Background and purpose Research indicates that patients with myotonic dystrophy type 1 ( DM 1) are at increased risk of cancer and early death. Family data may provide insights given DM 1 phenotypic heterogeneity, the broad range of non‐muscular manifestations and the usual delays in the diagnosis of DM 1. Method Family history data were collected from 397 genetically and/or clinically confirmed DM 1 patients (respondents) enrolled in the US or UK myotonic dystrophy registries. Standardized mortality ratios were calculated for DM 1 first‐degree relatives (parents, siblings and offspring) by their reported DM 1 status (affected, unaffected or unknown). For cancer‐related analyses, mixed effects logistic regression models were used to evaluate factors associated with cancer development in DM 1 families, including familial clustering. Results A total of 467 deaths and 337 cancers were reported amongst 1737 first‐degree DM 1 relatives. Mortality risk amongst relatives reported as DM 1‐unaffected was comparable to that of the general population [standardized mortality ratio ( SMR ) 0.82, P  = 0.06], whilst significantly higher mortality risks were noted in DM 1‐affected relatives ( SMR  = 2.47, P  < 0.0001) and in those whose DM 1 status was unknown ( SMR  = 1.60, P  < 0.0001).
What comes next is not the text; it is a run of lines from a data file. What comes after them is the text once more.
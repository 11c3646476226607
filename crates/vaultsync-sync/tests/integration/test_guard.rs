//! Admission: sign-in checks, the single-operation guard and missing cursors

use std::sync::atomic::Ordering;

use vaultsync_core::domain::SyncState;
use vaultsync_core::ports::{AuthStatus, PersistedState};
use vaultsync_sync::engine::{OPERATION_IN_PROGRESS, SIGN_IN_REQUIRED};
use vaultsync_sync::SyncError;

use crate::common;

#[tokio::test]
async fn test_signed_out_refuses_every_operation() {
    let state = PersistedState {
        cursor: Some(common::cursor("c0")),
        ..PersistedState::default()
    };
    let h = common::harness_with(state, AuthStatus::NotAuthenticated).await;
    common::write_local(h.dir.path(), "a.md", b"a", 1_000);

    let reports = vec![
        h.engine.pull().await.unwrap(),
        h.engine.push().await.unwrap(),
        h.engine.sync().await.unwrap(),
        h.engine.clone_to_local().await.unwrap(),
        h.engine.clone_to_remote().await.unwrap(),
    ];

    for report in reports {
        assert_eq!(report.refused.as_deref(), Some(SIGN_IN_REQUIRED));
    }
    assert_eq!(h.remote.call_count(), 0);
    assert_eq!(h.store.write_count(), 0);
    assert_eq!(h.sink.messages().len(), 5);
    assert!(h.sink.saw(SIGN_IN_REQUIRED));
    assert_eq!(h.engine.state(), SyncState::Idle);
    assert!(h.path("a.md").exists());
}

#[tokio::test]
async fn test_expired_session_is_refused() {
    let h = common::synced_harness(Default::default()).await;
    h.auth.set(AuthStatus::Expired);

    let report = h.engine.push().await.unwrap();

    assert!(report.is_refused());
    assert_eq!(h.remote.call_count(), 0);
}

#[tokio::test]
async fn test_refreshable_session_is_allowed() {
    let h = common::synced_harness(Default::default()).await;
    h.auth.set(AuthStatus::ExpiredRefreshable);
    h.remote.push_feed(Vec::new(), "c1");

    let report = h.engine.pull().await.unwrap();

    assert!(!report.is_refused());
    assert_eq!(h.store.snapshot().cursor.unwrap().as_str(), "c1");
}

#[tokio::test]
async fn test_second_operation_is_refused_while_busy() {
    let h = common::synced_harness(Default::default()).await;
    h.remote.hold_listing.store(true, Ordering::SeqCst);
    h.remote.push_feed(Vec::new(), "c1");

    let contender = async {
        h.remote.entered.notified().await;
        let busy = h.engine.state();
        let second = h.engine.pull().await.unwrap();
        let clone = h.engine.clone_to_remote().await.unwrap();
        let rebuild = h.engine.rebuild_diff().await;
        let status = h.engine.status().await.unwrap();
        h.remote.release.notify_one();
        (busy, second, clone, rebuild, status)
    };
    let (first, (busy, second, clone, rebuild, status)) =
        tokio::join!(h.engine.pull(), contender);

    assert_eq!(busy, SyncState::Busy);
    assert_eq!(status.state, SyncState::Busy);
    assert_eq!(second.refused.as_deref(), Some(OPERATION_IN_PROGRESS));
    assert_eq!(clone.refused.as_deref(), Some(OPERATION_IN_PROGRESS));
    match rebuild {
        Err(SyncError::Precondition(reason)) => assert_eq!(reason, OPERATION_IN_PROGRESS),
        other => panic!("unexpected rebuild result: {other:?}"),
    }
    assert!(h.sink.saw(OPERATION_IN_PROGRESS));

    // The refused operations left no trace on the remote
    assert_eq!(h.remote.log(), vec!["incremental_listing c0".to_string()]);

    assert!(!first.unwrap().is_refused());
    assert_eq!(h.engine.state(), SyncState::Idle);
    assert_eq!(h.store.snapshot().cursor.unwrap().as_str(), "c1");
}

#[tokio::test]
async fn test_guard_released_after_failure() {
    let h = common::synced_harness(Default::default()).await;
    h.remote.push_feed_error("connection reset");
    h.remote.push_feed(Vec::new(), "c1");

    assert!(h.engine.pull().await.is_err());
    assert_eq!(h.engine.state(), SyncState::Idle);

    let report = h.engine.pull().await.unwrap();
    assert!(!report.is_refused());
}

#[tokio::test]
async fn test_status_reports_pending_work() {
    let h =
        common::synced_harness(common::index_of(vec![common::file_entry("gone.md", 1, 1)])).await;
    common::write_local(h.dir.path(), "new.md", b"n", 1_000);

    let before = h.engine.status().await.unwrap();
    assert_eq!(before.pending, None);
    assert!(before.has_cursor);
    assert_eq!(before.remote_entries, 1);
    assert_eq!(before.auth, AuthStatus::Authenticated);
    assert_eq!(before.ignore_patterns, vec![r"\.vaultsync".to_string()]);

    h.engine.rebuild_diff().await.unwrap();

    let after = h.engine.status().await.unwrap();
    assert_eq!(after.pending, Some((1, 1)));
    assert_eq!(after.state, SyncState::Idle);
}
In cancer risk analyses, risk was higher amongst families in which the DM 1 respondent had cancer (odds ratio 1.95, P  = 0.0001). Unknown DM 1 status in the siblings (odds ratio 2.59, P  = 0.004) was associated with higher cancer risk. Conclusion There is an increased risk of death, and probably cancer, in relatives with DM 1 and in those whose DM 1 status is unknown. This suggests a need to perform a careful history and physical examination, supplemented by genetic testing, to identify family members at risk for DM 1 and who might benefit from disease‐specific clinical care and surveillance.